TASK TO CARRY OUT: Starting at the line that contains "mod registry;", transcribe every remaining line of the entries exactly, including the last one.

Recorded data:
*** Block opens ***

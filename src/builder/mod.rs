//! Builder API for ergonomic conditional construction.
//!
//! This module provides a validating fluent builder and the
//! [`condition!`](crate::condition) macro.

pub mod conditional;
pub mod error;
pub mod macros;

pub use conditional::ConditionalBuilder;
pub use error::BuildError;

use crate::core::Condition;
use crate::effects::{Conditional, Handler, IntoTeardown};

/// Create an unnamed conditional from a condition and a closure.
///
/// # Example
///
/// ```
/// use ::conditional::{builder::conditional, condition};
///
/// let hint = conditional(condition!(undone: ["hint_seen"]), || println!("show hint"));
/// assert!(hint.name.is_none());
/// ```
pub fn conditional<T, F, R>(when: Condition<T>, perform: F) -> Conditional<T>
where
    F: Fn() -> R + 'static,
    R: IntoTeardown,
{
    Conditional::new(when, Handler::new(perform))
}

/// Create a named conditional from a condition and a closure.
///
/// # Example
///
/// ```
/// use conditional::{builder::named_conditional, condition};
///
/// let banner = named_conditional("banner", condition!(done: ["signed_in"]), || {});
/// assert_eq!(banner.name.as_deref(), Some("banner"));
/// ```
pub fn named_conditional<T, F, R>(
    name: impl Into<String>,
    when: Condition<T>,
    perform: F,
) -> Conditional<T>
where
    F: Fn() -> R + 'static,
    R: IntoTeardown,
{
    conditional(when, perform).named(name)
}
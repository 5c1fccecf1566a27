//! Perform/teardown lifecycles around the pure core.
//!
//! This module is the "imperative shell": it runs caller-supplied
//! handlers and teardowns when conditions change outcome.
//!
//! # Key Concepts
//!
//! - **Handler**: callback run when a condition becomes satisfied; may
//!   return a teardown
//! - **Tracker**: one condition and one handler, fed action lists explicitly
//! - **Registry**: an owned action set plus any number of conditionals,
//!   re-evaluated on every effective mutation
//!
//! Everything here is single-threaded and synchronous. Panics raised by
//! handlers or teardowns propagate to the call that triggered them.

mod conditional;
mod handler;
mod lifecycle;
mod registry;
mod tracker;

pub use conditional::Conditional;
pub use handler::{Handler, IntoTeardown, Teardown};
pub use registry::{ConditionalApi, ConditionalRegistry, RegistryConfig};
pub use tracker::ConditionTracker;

*** Block closes ***

RESULT FOR THIS EXERCISE:
mod registry;
mod tracker;

pub use conditional::Conditional;
pub use handler::{Handler, IntoTeardown, Teardown};
pub use registry::{ConditionalApi, ConditionalRegistry, RegistryConfig};
pub use tracker::ConditionTracker;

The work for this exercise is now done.